The rebooted channel program is designed to stimulate that growth, by providing more focused support and recruiting partners who Cherwell sees as synchronous with their own growth strategy.

“The old program was flat, and didn’t have tiers, and it didn’t differentiate between partners, so everything was the same,” Peeples said. “The new one is a concise, clearly-defined global program, with three tiers – Associate, Premier and Elite. It is designed to scale up.

“We need the partners we have today,” Peeples explained. “We need great configuration partners. But that won’t get us to our growth numbers. The new program is a three-legged stool: a traditional reseller program; a delivery program, the ‘wrench-turners,’ with consulting firms and configuration partners; and the Technology Alliances program.”

Peeples indicated that some resellers at the top of the funnel will also do delivery, while others have no desire to do so, and will subcontract with Cherwell’s professional services to work with the top delivery partners in their region.

Cherwell has used a third-party certification to certify engineers.

“This year, we are extending it,” Peeples said. “We don’t call it a certification yet on the sales side. It’s a proficiency with no exam.”

The goal for this year is to add a select number of partners with focused skill sets.

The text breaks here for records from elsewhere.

//! Linearization of a [ServiceGraph] into an emission-safe sequence, in which every shared service
//! needed to construct a service comes before the service itself. Field initializers can then only
//! reference fields which have already been declared. Per-request services are constructed in
//! place, so only the shared services reachable through them matter.

use crate::error::GenerationError;
use crate::graph::{NodeId, ServiceGraph};
use fxhash::FxHashSet;
#[cfg(test)]
use mockall::automock;
use std::cmp::Reverse;
use std::collections::BinaryHeap;
use tracing::trace;

/// Decides the order in which services are emitted.
#[cfg_attr(test, automock)]
pub trait OrderingPolicy {
    fn order(&self, graph: &ServiceGraph) -> Result<Vec<NodeId>, GenerationError>;
}

/// Sorts services ascending by the number of their direct dependencies, keeping discovery order
/// for ties.
///
/// Note: dependency count is only a proxy for depth in the graph. It is correct for chains and
/// trees, but a service with few dependencies might still end up before one of its dependencies
/// with many dependencies, which the emitter then reports as a missing field.
#[derive(Clone, Copy, Debug, Default, Eq, PartialEq)]
pub struct DependencyCountOrdering;

impl OrderingPolicy for DependencyCountOrdering {
    fn order(&self, graph: &ServiceGraph) -> Result<Vec<NodeId>, GenerationError> {
        let mut order: Vec<_> = graph.nodes().map(|(id, _)| id).collect();
        order.sort_by_key(|id| graph[*id].dependencies.len());
        Ok(order)
    }
}

/// Returns shared services whose fields have to be declared before given service can be
/// constructed. Per-request dependencies are walked through, since they are constructed in place.
pub fn required_fields(graph: &ServiceGraph, id: NodeId) -> FxHashSet<NodeId> {
    let mut required = FxHashSet::default();
    let mut visited = FxHashSet::default();
    let mut pending = graph[id].dependencies.clone();

    while let Some(dependency) = pending.pop() {
        if !visited.insert(dependency) {
            continue;
        }

        let node = &graph[dependency];
        if node.is_shared() {
            required.insert(dependency);
        } else {
            pending.extend(node.dependencies.iter().copied());
        }
    }

    required
}

/// Topological ordering using Kahn's algorithm. Among the services whose
/// [required fields](required_fields) have already been emitted, the one with the fewest direct
/// dependencies is picked next, with ties broken by discovery order. Per-request services are
/// never constrained, as nothing refers to them by name. Whenever [DependencyCountOrdering]
/// produces a valid order, this policy produces the very same one.
#[derive(Clone, Copy, Debug, Default, Eq, PartialEq)]
pub struct TopologicalOrdering;

impl OrderingPolicy for TopologicalOrdering {
    fn order(&self, graph: &ServiceGraph) -> Result<Vec<NodeId>, GenerationError> {
        let mut pending = vec![0usize; graph.len()];
        let mut dependents = vec![vec![]; graph.len()];

        for (id, node) in graph.nodes() {
            if !node.is_shared() {
                continue;
            }

            let required = required_fields(graph, id);
            pending[id.index()] = required.len();
            for dependency in required {
                dependents[dependency.index()].push(id);
            }
        }

        let priority = |id: NodeId| Reverse((graph[id].dependencies.len(), id));

        let mut ready: BinaryHeap<_> = graph
            .nodes()
            .filter(|(id, _)| pending[id.index()] == 0)
            .map(|(id, _)| priority(id))
            .collect();

        let mut order = Vec::with_capacity(graph.len());
        while let Some(Reverse((_, id))) = ready.pop() {
            trace!(requested = %graph[id].requested_type, "Ordering service.");
            order.push(id);

            for dependent in &dependents[id.index()] {
                let remaining = &mut pending[dependent.index()];
                *remaining -= 1;

                if *remaining == 0 {
                    ready.push(priority(*dependent));
                }
            }
        }

        if order.len() != graph.len() {
            return Err(GenerationError::DependencyCycle {
                chain: graph
                    .nodes()
                    .filter(|(id, _)| pending[id.index()] > 0)
                    .map(|(_, node)| node.requested_type.clone())
                    .collect(),
            });
        }

        Ok(order)
    }
}

#[cfg(test)]
mod tests {
    use crate::catalog::{CapabilityType, Catalog, Constructor, TypeIdentity};
    use crate::graph::ServiceGraph;
    use crate::ordering::{
        required_fields, DependencyCountOrdering, OrderingPolicy, TopologicalOrdering,
    };
    use fxhash::FxHashSet;

    fn resolve(catalog: &Catalog, requested: &[&str]) -> ServiceGraph {
        let requested: Vec<_> = requested.iter().map(|name| TypeIdentity::from(*name)).collect();
        ServiceGraph::resolve(&requested, catalog).unwrap()
    }

    fn requested_order(graph: &ServiceGraph, policy: &dyn OrderingPolicy) -> Vec<String> {
        policy
            .order(graph)
            .unwrap()
            .into_iter()
            .map(|id| graph[id].requested_type.to_string())
            .collect()
    }

    // A depends on X only, while X sits on top of a wide fan-out.
    fn create_fan_out_catalog() -> Catalog {
        Catalog::try_from_types([
            CapabilityType::concrete("A").with_constructor(Constructor::public(["X"])),
            CapabilityType::concrete("X").with_constructor(Constructor::public(["L1", "L2"])),
            CapabilityType::concrete("L1"),
            CapabilityType::concrete("L2"),
        ])
        .unwrap()
    }

    #[test]
    fn should_order_by_dependency_count() {
        let catalog = Catalog::try_from_types([
            CapabilityType::concrete("A").with_constructor(Constructor::public(["B"])),
            CapabilityType::concrete("B"),
            CapabilityType::concrete("C"),
        ])
        .unwrap();
        let graph = resolve(&catalog, &["A", "C"]);

        assert_eq!(
            requested_order(&graph, &DependencyCountOrdering),
            vec!["B", "C", "A"]
        );
    }

    #[test]
    fn should_match_dependency_count_order_when_valid() {
        let catalog = Catalog::try_from_types([
            CapabilityType::concrete("A").with_constructor(Constructor::public(["B"])),
            CapabilityType::concrete("B"),
            CapabilityType::concrete("C"),
            CapabilityType::concrete("D").with_constructor(Constructor::public(["A", "C"])),
        ])
        .unwrap();
        let graph = resolve(&catalog, &["D", "A", "C", "B"]);

        assert_eq!(
            requested_order(&graph, &TopologicalOrdering),
            requested_order(&graph, &DependencyCountOrdering)
        );
    }

    #[test]
    fn should_match_dependency_count_order_with_per_request_dependency() {
        let catalog = Catalog::try_from_types([
            CapabilityType::abstract_type("IBar"),
            CapabilityType::concrete("Bar")
                .implementing("IBar")
                .with_constructor(Constructor::public(["IFoo"])),
            CapabilityType::abstract_type("IFoo").transient(),
            CapabilityType::concrete("Foo")
                .implementing("IFoo")
                .with_constructor(Constructor::public(["L1", "L2"])),
            CapabilityType::concrete("L1"),
            CapabilityType::concrete("L2"),
        ])
        .unwrap();
        let graph = resolve(&catalog, &["IBar"]);

        assert_eq!(
            requested_order(&graph, &TopologicalOrdering),
            vec!["L1", "L2", "IBar", "IFoo"]
        );
        assert_eq!(
            requested_order(&graph, &TopologicalOrdering),
            requested_order(&graph, &DependencyCountOrdering)
        );
    }

    #[test]
    fn should_require_fields_behind_per_request_dependencies() {
        let catalog = Catalog::try_from_types([
            CapabilityType::concrete("Handler")
                .with_constructor(Constructor::public(["IRequest", "Clock"])),
            CapabilityType::abstract_type("IRequest").transient(),
            CapabilityType::concrete("Request")
                .implementing("IRequest")
                .with_constructor(Constructor::public(["Clock", "Settings"])),
            CapabilityType::concrete("Clock"),
            CapabilityType::concrete("Settings"),
        ])
        .unwrap();
        let graph = resolve(&catalog, &["Handler"]);

        let handler = graph.node_id(&"Handler".into()).unwrap();
        let request = graph.node_id(&"IRequest".into()).unwrap();
        let expected: FxHashSet<_> = [
            graph.node_id(&"Clock".into()).unwrap(),
            graph.node_id(&"Settings".into()).unwrap(),
        ]
        .into_iter()
        .collect();

        assert_eq!(required_fields(&graph, handler), expected);
        assert_eq!(required_fields(&graph, request), expected);
    }

    #[test]
    fn should_misorder_fan_out_by_dependency_count() {
        let graph = resolve(&create_fan_out_catalog(), &["A"]);

        assert_eq!(
            requested_order(&graph, &DependencyCountOrdering),
            vec!["L1", "L2", "A", "X"]
        );
    }

    #[test]
    fn should_order_fan_out_topologically() {
        let graph = resolve(&create_fan_out_catalog(), &["A"]);

        assert_eq!(
            requested_order(&graph, &TopologicalOrdering),
            vec!["L1", "L2", "X", "A"]
        );
    }

    #[test]
    fn should_order_empty_graph() {
        let graph = ServiceGraph::default();

        assert!(TopologicalOrdering.order(&graph).unwrap().is_empty());
        assert!(DependencyCountOrdering.order(&graph).unwrap().is_empty());
    }
}
//! Host-neutral catalog description. A manifest lists the known types together with their marker
//! information, as well as the requested types, which makes it possible to drive the generator
//! from any tool able to write a JSON, TOML or YAML file.
//!
//! ```json
//! {
//!     "requests": ["App.IFoo", "App.IBar"],
//!     "types": [
//!         { "identity": "App.IFoo", "abstract": true, "transient": true },
//!         { "identity": "App.Foo", "implements": ["App.IFoo"] },
//!         { "identity": "App.IBar", "abstract": true },
//!         {
//!             "identity": "App.Bar",
//!             "implements": ["App.IBar"],
//!             "constructors": [{ "primary": true, "parameters": ["App.IFoo"] }]
//!         }
//!     ]
//! }
//! ```

use crate::discovery::RequestSource;
use config::{Config, ConfigError, File, FileFormat};
use serde::Deserialize;
use wiregen_di::catalog::{Accessibility, CapabilityType, Catalog, Constructor, TypeIdentity};
use wiregen_di::GenerationError;

fn default_public() -> bool {
    true
}

#[derive(Clone, Debug, Deserialize)]
pub struct ConstructorEntry {
    #[serde(default = "default_public")]
    pub public: bool,
    #[serde(default)]
    pub primary: bool,
    #[serde(default)]
    pub parameters: Vec<String>,
}

#[derive(Clone, Debug, Deserialize)]
pub struct TypeEntry {
    pub identity: String,
    #[serde(default, rename = "abstract")]
    pub is_abstract: bool,
    #[serde(default)]
    pub transient: bool,
    #[serde(default)]
    pub implements: Vec<String>,
    #[serde(default)]
    pub constructors: Vec<ConstructorEntry>,
}

#[derive(Clone, Debug, Default, Deserialize)]
pub struct Manifest {
    #[serde(default)]
    pub requests: Vec<String>,
    #[serde(default)]
    pub types: Vec<TypeEntry>,
}

impl Manifest {
    /// Loads a manifest file. The format is deduced from the file extension.
    pub fn load(path: &str) -> Result<Self, ConfigError> {
        Config::builder()
            .add_source(File::with_name(path))
            .build()
            .and_then(|config| config.try_deserialize())
    }

    /// Parses manifest text in given format.
    pub fn parse(text: &str, format: FileFormat) -> Result<Self, ConfigError> {
        Config::builder()
            .add_source(File::from_str(text, format))
            .build()
            .and_then(|config| config.try_deserialize())
    }

    /// Converts listed types into a [Catalog], keeping their order.
    pub fn to_catalog(&self) -> Result<Catalog, GenerationError> {
        Catalog::try_from_types(self.types.iter().map(|entry| CapabilityType {
            identity: TypeIdentity::new(entry.identity.as_str()),
            is_abstract: entry.is_abstract,
            is_transient: entry.transient,
            capabilities: entry
                .implements
                .iter()
                .map(|capability| TypeIdentity::new(capability.as_str()))
                .collect(),
            constructors: entry
                .constructors
                .iter()
                .map(|constructor| Constructor {
                    accessibility: if constructor.public {
                        Accessibility::Public
                    } else {
                        Accessibility::NonPublic
                    },
                    parameters: constructor
                        .parameters
                        .iter()
                        .map(|parameter| TypeIdentity::new(parameter.as_str()))
                        .collect(),
                    is_primary: constructor.primary,
                })
                .collect(),
        }))
    }
}

impl RequestSource for Manifest {
    fn requested_types(&self) -> Vec<TypeIdentity> {
        self.requests
            .iter()
            .map(|requested| TypeIdentity::new(requested.as_str()))
            .collect()
    }
}

#[cfg(test)]
mod tests {
    use crate::discovery::RequestSource;
    use crate::manifest::Manifest;
    use config::FileFormat;
    use wiregen_di::catalog::{Accessibility, TypeCatalog, TypeIdentity};
    use wiregen_di::GenerationError;

    const MANIFEST: &str = r#"{
        "requests": ["App.IFoo", "App.IBar"],
        "types": [
            { "identity": "App.IFoo", "abstract": true, "transient": true },
            { "identity": "App.Foo", "implements": ["App.IFoo"] },
            { "identity": "App.IBar", "abstract": true },
            {
                "identity": "App.Bar",
                "implements": ["App.IBar"],
                "constructors": [
                    { "parameters": [] },
                    { "primary": true, "parameters": ["App.IFoo"] },
                    { "public": false, "parameters": ["App.IBar"] }
                ]
            }
        ]
    }"#;

    #[test]
    fn should_convert_manifest_to_catalog() {
        let manifest = Manifest::parse(MANIFEST, FileFormat::Json).unwrap();
        let catalog = manifest.to_catalog().unwrap();

        assert_eq!(catalog.len(), 4);

        let foo = catalog.find(&"App.IFoo".into()).unwrap();
        assert!(foo.is_abstract);
        assert!(foo.is_transient);

        let bar = catalog.find(&"App.Bar".into()).unwrap();
        assert!(!bar.is_abstract);
        assert!(bar.implements(&"App.IBar".into()));
        assert_eq!(bar.constructors.len(), 3);
        assert!(bar.constructors[1].is_primary);
        assert_eq!(
            bar.constructors[1].parameters,
            vec![TypeIdentity::from("App.IFoo")]
        );
        assert_eq!(bar.constructors[2].accessibility, Accessibility::NonPublic);
    }

    #[test]
    fn should_provide_requested_types() {
        let manifest = Manifest::parse(MANIFEST, FileFormat::Json).unwrap();

        assert_eq!(
            manifest.requested_types(),
            vec![TypeIdentity::from("App.IFoo"), TypeIdentity::from("App.IBar")]
        );
    }

    #[test]
    fn should_reject_duplicate_types() {
        let manifest = Manifest::parse(
            r#"{ "types": [{ "identity": "App.Foo" }, { "identity": "App.Foo" }] }"#,
            FileFormat::Json,
        )
        .unwrap();

        assert_eq!(
            manifest.to_catalog().unwrap_err(),
            GenerationError::DuplicateType("App.Foo".into())
        );
    }

    #[test]
    fn should_parse_toml_manifest() {
        let manifest = Manifest::parse(
            r#"
            requests = ["Clock"]

            [[types]]
            identity = "Clock"
            "#,
            FileFormat::Toml,
        )
        .unwrap();

        assert!(manifest.requests.contains(&"Clock".to_string()));
        assert_eq!(manifest.types.len(), 1);
    }
}
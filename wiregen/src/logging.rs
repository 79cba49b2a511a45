//! Default tracing logger. The generator only emits events; installing a subscriber is optional
//! and controlled by [GeneratorConfig::install_tracing_logger](crate::config::GeneratorConfig).

use tracing_subscriber::util::{SubscriberInitExt, TryInitError};
use tracing_subscriber::EnvFilter;

const DEFAULT_FILTER: &str = "wiregen=info,wiregen_di=info";

/// Installs a global `fmt` subscriber writing to stderr. `RUST_LOG` takes precedence over the
/// default filter. Fails if a global subscriber has already been set.
pub fn install_tracing_logger() -> Result<(), TryInitError> {
    let filter =
        EnvFilter::try_from_default_env().unwrap_or_else(|_| EnvFilter::new(DEFAULT_FILTER));

    tracing_subscriber::fmt()
        .with_env_filter(filter)
        .with_writer(std::io::stderr)
        .with_target(false)
        .finish()
        .try_init()
}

“We do not want to have 400 partners again,” Peeples said. “It’s about quality. It takes 3-6 months from a partner showing interest to walk through to the point where they are ready to generate pipeline. I’d like to add about 15 productive partners by the end of the year, who can generate and even close deals. By the end of 2020, around 150 partners in the global ecosystem would give that growth capability that we want. These will range from GSIs to boutique shops of 25 employees who have strong vertical expertise around things like EPYC or Workday.”